Aspect particle "zhe"
The particle 着 (zhe) is one way of indicating the continuous aspect in Mandarin Chinese (another common way is using the adverb 在 in front of verbs). You may have heard that the Chinese particle 着 added onto the end of verbs is similar to the use of -ing in English. This isn't particularly helpful, however, because the use of 着 in Chinese is not nearly so commonly used, and can also be quite idiomatic.
- 1 Basic Usage
- 2 Used for Manner or State in which an Action is Performed
- 3 Used for Continuous State
- 4 Colloquial Sayings
- 5 See also
- 6 Sources and further reading
The main idea here is that the action won't just happen and stop immediately; it will continue for a while.
Verb + 着
This basic pattern is often used with commands involving certain verbs where the action persists for a while.
- 我 读 ，你 听 着 。I'll read, and you listen.
- 我们 做 ，你们 看 着 。We will do it, and you all watch.
- 你们 坐 着 ，我 马上 回来 。Sit for a while. I'll be right back.
- 我 出去 一下 ，你 帮 我 看 着 行李 。I'll go out for a second, and you watch the luggage for me.
Used for Manner or State in which an Action is Performed
This pattern is used when you want to use one verb to describe how another action is performed.
Verb 1 + 着 + Verb 2
Note that the first verb (followed by 着) describes the state; the second verb is the action verb. In this case, the "-ing" translation can be useful for the state.
- 她 喜欢 站 着 吃饭 。"standing + eat = eating while standing"She likes to eat standing up.
- 他 笑 着 说 “对不起” 。"smiling + say = saying "I'm sorry" while smilingSmiling, he said, "I'm sorry."

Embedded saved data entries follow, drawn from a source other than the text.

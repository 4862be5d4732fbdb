pub mod builder;

use candle_core::{Device, Result, Tensor};
use oprl_core::{
    agents::{LearnStats, OffPolicyAgent},
    policies::{Actor, DeterministicPolicy, OptimizerWithMaxGrad, soft_update},
    replay_buffer::TransitionBatch,
    tensors::{ActorLoss, CriticLoss},
    thread_safe_sequential::ThreadSafeSequential,
    utils::running_mean_std::RunningMeanStd,
};
use candle_nn::VarMap;
use std::path::Path;

pub use builder::TD3Builder;

/// A state-action value network. The observation and action are concatenated before the MLP.
pub struct Critic {
    net: ThreadSafeSequential,
}

impl Critic {
    pub fn new(net: ThreadSafeSequential) -> Self {
        Self { net }
    }

    pub fn forward(&self, observations: &Tensor, actions: &Tensor) -> Result<Tensor> {
        let input = Tensor::cat(&[observations, actions], 1)?;
        self.net.forward(&input)
    }
}

/// Twin delayed DDPG. Twin critics bootstrapped through the smaller of the two target
/// estimates, the actor trained at a fraction of the critic cadence, targets trailing behind
/// through soft updates.
pub struct TD3 {
    pub policy: DeterministicPolicy,
    actor_target: Actor,
    critic1: Critic,
    critic2: Critic,
    critic1_target: Critic,
    critic2_target: Critic,
    actor_optimizer: OptimizerWithMaxGrad,
    critic1_optimizer: OptimizerWithMaxGrad,
    critic2_optimizer: OptimizerWithMaxGrad,
    actor_target_varmap: VarMap,
    critic1_target_varmap: VarMap,
    critic2_target_varmap: VarMap,
    gamma: f64,
    tau: f64,
    policy_noise: f64,
    noise_clip: f64,
    update_actor_freq: usize,
    reward_normalization: bool,
    ignore_done: bool,
    reward_rms: RunningMeanStd,
    gradient_step: usize,
    device: Device,
}

impl TD3 {
    fn normalize_rewards(&mut self, rewards: Tensor) -> Result<Tensor> {
        if !self.reward_normalization {
            return Ok(rewards);
        }
        self.reward_rms.update(&rewards)?;
        let std = self.reward_rms.std(1e-8)?;
        rewards
            .broadcast_sub(&self.reward_rms.mean)?
            .broadcast_div(&std)
    }

    fn critic_targets(
        &self,
        batch: &TransitionBatch,
        rewards: &Tensor,
        not_done: &Tensor,
    ) -> Result<Tensor> {
        let next_actions = self.actor_target.forward(&batch.next_observations)?;
        let noise = Tensor::randn(
            0f32,
            self.policy_noise as f32,
            next_actions.shape(),
            &self.device,
        )?
        .clamp(-self.noise_clip, self.noise_clip)?;
        let max_action = self.policy.actor.max_action();
        let next_actions = (next_actions + noise)?.clamp(-max_action, max_action)?;
        let target_q1 = self
            .critic1_target
            .forward(&batch.next_observations, &next_actions)?;
        let target_q2 = self
            .critic2_target
            .forward(&batch.next_observations, &next_actions)?;
        let target_q = target_q1.minimum(&target_q2)?;
        let target = (rewards + (target_q.mul(not_done)? * self.gamma)?)?;
        Ok(target.detach())
    }

    fn update_actor(&mut self, observations: &Tensor) -> Result<f32> {
        let actions = self.policy.actor.forward(observations)?;
        let q_values = self.critic1.forward(observations, &actions)?;
        let actor_loss = ActorLoss(q_values.neg()?.mean_all()?);
        self.actor_optimizer.backward_step(&actor_loss)?;
        soft_update(
            &self.actor_optimizer.varmap,
            &self.actor_target_varmap,
            self.tau,
        )?;
        soft_update(
            &self.critic1_optimizer.varmap,
            &self.critic1_target_varmap,
            self.tau,
        )?;
        soft_update(
            &self.critic2_optimizer.varmap,
            &self.critic2_target_varmap,
            self.tau,
        )?;
        actor_loss.to_scalar::<f32>()
    }
}

impl OffPolicyAgent for TD3 {
    type Policy = DeterministicPolicy;

    fn policy(&self) -> &Self::Policy {
        &self.policy
    }

    fn learn(&mut self, batch: TransitionBatch) -> Result<LearnStats> {
        let rewards = self.normalize_rewards(batch.rewards.clone())?;
        // bootstrapping through episode ends is intentional when ignore_done is set
        let not_done = if self.ignore_done {
            batch.dones.ones_like()?
        } else {
            batch.dones.affine(-1., 1.)?
        };
        let target = self.critic_targets(&batch, &rewards, &not_done)?;

        let q1 = self.critic1.forward(&batch.observations, &batch.actions)?;
        let critic1_loss = CriticLoss(q1.sub(&target)?.sqr()?.mean_all()?);
        self.critic1_optimizer.backward_step(&critic1_loss)?;

        let q2 = self.critic2.forward(&batch.observations, &batch.actions)?;
        let critic2_loss = CriticLoss(q2.sub(&target)?.sqr()?.mean_all()?);
        self.critic2_optimizer.backward_step(&critic2_loss)?;

        self.gradient_step += 1;
        let actor_loss = if self.gradient_step % self.update_actor_freq == 0 {
            Some(self.update_actor(&batch.observations)?)
        } else {
            None
        };

        let critic_loss =
            (critic1_loss.to_scalar::<f32>()? + critic2_loss.to_scalar::<f32>()?) / 2.;
        Ok(LearnStats {
            actor_loss,
            critic_loss,
        })
    }

    fn save(&self, dir: &Path) -> Result<()> {
        std::fs::create_dir_all(dir).map_err(candle_core::Error::wrap)?;
        self.actor_optimizer.varmap.save(dir.join("actor.safetensors"))?;
        self.critic1_optimizer
            .varmap
            .save(dir.join("critic1.safetensors"))?;
        self.critic2_optimizer
            .varmap
            .save(dir.join("critic2.safetensors"))?;
        Ok(())
    }
}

- 孩子 抱 着 爸爸 哭 了 起来 。"hugging + cry = crying while huggingHugging his daddy, the child started to cry.
Note: If you want to make a sentence where both verbs are action verbs (neither is truly a state), then you don't want this pattern; you want 一边⋯⋯，一边⋯⋯ (yībiān..., yībiān...).
Used for Continuous State
While it's true that the "full progressive pattern" can make use of 着, this is not a pattern you're going to want to use all the time.
The verbs most commonly used with 着 are the ones below:
- 开 (kāi) alone can mean "to open" or "to turn on." Adding 着 allows one to express that something "is open" or "is on."

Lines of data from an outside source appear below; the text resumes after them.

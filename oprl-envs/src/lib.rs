pub mod pendulum;
pub mod point_maze;

use candle_core::{Result, Tensor};
use oprl_core::env::{Env, EnvironmentDescription, StepSnapshot};
use pendulum::Pendulum;
use point_maze::PointMaze;

/// The environments this crate registers, behind one type so callers can construct pools from a
/// task name alone.
pub enum NativeEnv {
    PointMaze(PointMaze),
    Pendulum(Pendulum),
}

impl Env for NativeEnv {
    fn reset(&mut self, seed: u64) -> Result<Tensor> {
        match self {
            Self::PointMaze(env) => env.reset(seed),
            Self::Pendulum(env) => env.reset(seed),
        }
    }

    fn step(&mut self, action: &Tensor) -> Result<StepSnapshot> {
        match self {
            Self::PointMaze(env) => env.step(action),
            Self::Pendulum(env) => env.step(action),
        }
    }

    fn env_description(&self) -> EnvironmentDescription {
        match self {
            Self::PointMaze(env) => env.env_description(),
            Self::Pendulum(env) => env.env_description(),
        }
    }

    fn render(&mut self) {
        match self {
            Self::PointMaze(env) => env.render(),
            Self::Pendulum(env) => env.render(),
        }
    }
}

/// Instantiates a registered environment by its task id. The counterpart of `gym.make`.
pub fn make(task: &str, max_episode_steps: Option<usize>) -> Result<NativeEnv> {
    match task {
        "PointMaze-v1" => Ok(NativeEnv::PointMaze(PointMaze::new(
            max_episode_steps.unwrap_or(point_maze::DEFAULT_MAX_EPISODE_STEPS),
        ))),
        "Pendulum-v1" => Ok(NativeEnv::Pendulum(Pendulum::new(
            max_episode_steps.unwrap_or(pendulum::DEFAULT_MAX_EPISODE_STEPS),
        ))),
        _ => candle_core::bail!("no environment registered under the id {task}"),
    }
}
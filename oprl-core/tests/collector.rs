use candle_core::{Device, Result, Tensor};
use oprl_core::{
    collector::Collector,
    env::{Env, EnvironmentDescription, Space, StepSnapshot},
    env_pools::{EnvHolderKind, thread_env_holder::ThreadEnvHolder, vector_env_holder::VecEnvHolder},
    policies::Policy,
    replay_buffer::ReplayBuffer,
};

/// Terminates after a fixed number of steps, paying one unit of reward per step.
struct CountdownEnv {
    t: usize,
    episode_len: usize,
}

impl CountdownEnv {
    fn new(episode_len: usize) -> Self {
        Self { t: 0, episode_len }
    }
}

impl Env for CountdownEnv {
    fn reset(&mut self, _seed: u64) -> Result<Tensor> {
        self.t = 0;
        Tensor::from_slice(&[0f32], 1, &Device::Cpu)
    }

    fn step(&mut self, _action: &Tensor) -> Result<StepSnapshot> {
        self.t += 1;
        Ok(StepSnapshot {
            state: Tensor::from_slice(&[self.t as f32], 1, &Device::Cpu)?,
            reward: 1.,
            terminated: self.t >= self.episode_len,
            truncated: false,
        })
    }

    fn env_description(&self) -> EnvironmentDescription {
        let min = Tensor::from_slice(&[-1f32], 1, &Device::Cpu).unwrap();
        let max = Tensor::from_slice(&[1f32], 1, &Device::Cpu).unwrap();
        EnvironmentDescription::new(
            Space::continous_from_dims(vec![1]),
            Space::Continous {
                min: Some(min),
                max: Some(max),
                size: 1,
            },
            None,
        )
    }
}

struct ZeroPolicy;

impl Policy for ZeroPolicy {
    fn act(&self, observation: &Tensor) -> Result<Tensor> {
        observation.zeros_like()
    }
}

/// Observations encode the reset seed, so runs with the same rng seed are comparable and
/// transitions are attributable to the env that produced them.
struct SeedEnv {
    seed: u64,
    t: usize,
}

impl SeedEnv {
    fn new() -> Self {
        Self { seed: 0, t: 0 }
    }

    fn observation(&self) -> Result<Tensor> {
        let obs = [(self.seed % 97) as f32, self.t as f32];
        Tensor::from_slice(&obs, obs.len(), &Device::Cpu)
    }
}

impl Env for SeedEnv {
    fn reset(&mut self, seed: u64) -> Result<Tensor> {
        self.seed = seed;
        self.t = 0;
        self.observation()
    }

    fn step(&mut self, _action: &Tensor) -> Result<StepSnapshot> {
        self.t += 1;
        Ok(StepSnapshot {
            state: self.observation()?,
            reward: (self.seed % 7) as f32,
            terminated: self.t >= 3,
            truncated: false,
        })
    }

    fn env_description(&self) -> EnvironmentDescription {
        let min = Tensor::from_slice(&[-1f32, -1.], 2, &Device::Cpu).unwrap();
        let max = Tensor::from_slice(&[1f32, 1.], 2, &Device::Cpu).unwrap();
        EnvironmentDescription::new(
            Space::continous_from_dims(vec![2]),
            Space::Continous {
                min: Some(min),
                max: Some(max),
                size: 2,
            },
            None,
        )
    }
}

/// Echoes the observation back as the action.
struct IdentityPolicy;

impl Policy for IdentityPolicy {
    fn act(&self, observation: &Tensor) -> Result<Tensor> {
        Ok(observation.clone())
    }
}

#[test]
fn step_collection_fills_the_buffer_and_counts_episodes() -> Result<()> {
    let envs = vec![CountdownEnv::new(5), CountdownEnv::new(5)];
    let holder = EnvHolderKind::Vec(VecEnvHolder::new(envs));
    let mut collector = Collector::new(holder, Some(ReplayBuffer::new(100)), Device::Cpu)?;
    let stats = collector.collect_steps(&ZeroPolicy, 20)?;
    assert_eq!(stats.n_steps, 20);
    // both envs finish every 5 steps, 10 steps each -> 4 episodes
    assert_eq!(stats.n_episodes, 4);
    assert!(stats.returns.iter().all(|r| *r == 5.));
    assert!(stats.lengths.iter().all(|l| *l == 5));
    assert_eq!(collector.buffer.as_ref().unwrap().len(), 20);
    Ok(())
}

#[test]
fn episode_collection_respects_the_quota_and_skips_the_buffer() -> Result<()> {
    let envs = vec![CountdownEnv::new(3), CountdownEnv::new(3), CountdownEnv::new(3)];
    let holder = EnvHolderKind::Vec(VecEnvHolder::new(envs));
    let mut collector = Collector::new(holder, None, Device::Cpu)?;
    let stats = collector.collect_episodes(&ZeroPolicy, 3, None)?;
    assert_eq!(stats.n_episodes, 3);
    assert_eq!(stats.n_steps, 9);
    assert_eq!(stats.mean_return(), 3.);
    assert_eq!(stats.mean_length(), 3.);
    Ok(())
}

#[test]
fn recorded_actions_belong_to_their_envs() -> Result<()> {
    let holder = EnvHolderKind::Vec(VecEnvHolder::new(vec![SeedEnv::new(), SeedEnv::new()]));
    let mut collector = Collector::new(holder, Some(ReplayBuffer::new(64)), Device::Cpu)?;
    collector.collect_steps(&IdentityPolicy, 12)?;
    // the policy echoes the observation, so every stored action must equal the state it was
    // computed from
    let buffer = collector.buffer.as_ref().unwrap();
    for (state, action) in buffer.states.iter().zip(buffer.actions.iter()) {
        assert_eq!(state.to_vec1::<f32>()?, action.to_vec1::<f32>()?);
    }
    Ok(())
}

#[test]
fn collection_is_reproducible_under_the_same_seed() -> Result<()> {
    let run = || -> Result<(Vec<Vec<f32>>, Vec<f32>)> {
        oprl_core::rng::set_seed(9);
        let holder = EnvHolderKind::Vec(VecEnvHolder::new(vec![SeedEnv::new(), SeedEnv::new()]));
        let mut collector = Collector::new(holder, Some(ReplayBuffer::new(64)), Device::Cpu)?;
        collector.collect_steps(&IdentityPolicy, 10)?;
        let buffer = collector.buffer.as_ref().unwrap();
        let states = buffer
            .states
            .iter()
            .map(|t| t.to_vec1::<f32>())
            .collect::<Result<Vec<_>>>()?;
        Ok((states, buffer.rewards.clone()))
    };
    let (first_states, first_rewards) = run()?;
    let (second_states, second_rewards) = run()?;
    assert_eq!(first_states, second_states);
    assert_eq!(first_rewards, second_rewards);
    Ok(())
}

#[test]
fn thread_pool_matches_the_vec_pool() -> Result<()> {
    let vec_holder = EnvHolderKind::Vec(VecEnvHolder::new(vec![
        CountdownEnv::new(4),
        CountdownEnv::new(4),
    ]));
    let thread_holder: EnvHolderKind<CountdownEnv> = EnvHolderKind::Thread(ThreadEnvHolder::spawn(
        vec![CountdownEnv::new(4), CountdownEnv::new(4)],
    )?);
    let mut vec_collector = Collector::new(vec_holder, Some(ReplayBuffer::new(64)), Device::Cpu)?;
    let mut thread_collector =
        Collector::new(thread_holder, Some(ReplayBuffer::new(64)), Device::Cpu)?;
    let vec_stats = vec_collector.collect_steps(&ZeroPolicy, 16)?;
    let thread_stats = thread_collector.collect_steps(&ZeroPolicy, 16)?;
    assert_eq!(vec_stats.n_steps, thread_stats.n_steps);
    assert_eq!(vec_stats.n_episodes, thread_stats.n_episodes);
    assert_eq!(vec_stats.returns, thread_stats.returns);
    Ok(())
}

- 关 (guān) alone can mean "to close" or "to turn off." Adding 着 allows one to express that something "is closed" or "is off."
- 穿 (chuān) alone means "to wear." Adding 着 allows one to express that one "is wearing" something (on one's person).

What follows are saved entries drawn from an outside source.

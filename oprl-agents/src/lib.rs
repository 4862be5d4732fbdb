pub mod td3;
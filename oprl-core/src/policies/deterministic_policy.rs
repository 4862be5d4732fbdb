use super::Policy;
use crate::{exploration::GaussianNoise, thread_safe_sequential::ThreadSafeSequential};
use candle_core::{Result, Tensor};

/// A deterministic continous actor: an MLP trunk with a tanh head scaled to the action bound.
pub struct Actor {
    net: ThreadSafeSequential,
    max_action: f64,
}

impl Actor {
    pub fn new(net: ThreadSafeSequential, max_action: f64) -> Self {
        Self { net, max_action }
    }

    pub fn forward(&self, observation: &Tensor) -> Result<Tensor> {
        let action = self.net.forward(observation)?.tanh()?;
        action * self.max_action
    }

    pub fn max_action(&self) -> f64 {
        self.max_action
    }
}

pub struct DeterministicPolicy {
    pub actor: Actor,
    pub exploration_noise: Option<GaussianNoise>,
}

impl DeterministicPolicy {
    pub fn new(actor: Actor, exploration_noise: Option<GaussianNoise>) -> Self {
        Self {
            actor,
            exploration_noise,
        }
    }
}

impl Policy for DeterministicPolicy {
    fn act(&self, observation: &Tensor) -> Result<Tensor> {
        let action = self.actor.forward(observation)?;
        let Some(noise) = &self.exploration_noise else {
            return Ok(action.detach());
        };
        let max_action = self.actor.max_action();
        let sampled = noise.sample(action.shape(), action.device())?;
        let noisy = (action + sampled)?;
        Ok(noisy.clamp(-max_action, max_action)?.detach())
    }

    fn act_deterministic(&self, observation: &Tensor) -> Result<Tensor> {
        Ok(self.actor.forward(observation)?.detach())
    }
}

- 戴 (dài) alone means "to wear" (an accessory). Adding 着 allows one to express that one "is wearing" a hat, jewelry, or accessory (on one's person).
- 躺 (tǎng) alone means "to lie on one's back." Adding 着 allows one to express that someone "is lying down."
- 公司 的 门 开 着 ，可是 没 人 在 。"Being open" is a state, so using 着 is natural.)The office door is open but no one is in there.
- 公司 的 门 在 开 ，可是 没 人 在 。"Being open" is not an action, so don't use 在.)
- 她 穿 着 一 条 小 黑 裙 。"Be wearing" is a state, so using 着 is natural.)She's wearing a little black dress.
- 她 在 穿 一 条 小 黑 裙 。"Be wearing" is not an action, so don't use 在.)
- 躺 着 最 舒服 。"Lying down" is a state, so using 着 is natural.)It's most comfortable just lying down.
- 在 躺 最 舒服 。"Lying here" is not strictly an action, so don't use 在.)
Certain verbs tend to take 着 more frequently than others, and what the 着 exactly is doing might not be apparent at all. It's best to think of these usages as set phrases.
- 听 着 ! "to listen and keep listening"
- 别 客气 ，拿 着 吧 。"to take and keep it"
- 你们 等 着 ! "to wait and keeping waiting"
Verb + 着 + 玩 "For Fun"
There's also one colloquial usage of 着 that's often chosen for special treatment by Chinese textbooks, so we'll cover it here as well:
Subj. + 是 + Verb + 着 + 玩 + 的
This pattern may look like that "doing an action in a particular state" pattern already covered above, but in practice it doesn't really work that way. It just means "[Verb] for fun" or "[Verb] as a joke."
Examples of Verb + 着 + 玩
- 你 不要 生气 ，我 是 说 着 玩 的 。Don't be mad. I was just joking.
- 我 听不懂 英文 歌 ，只 是 听 着 玩 的 。I don't understand English songs. I just listen to them for fun.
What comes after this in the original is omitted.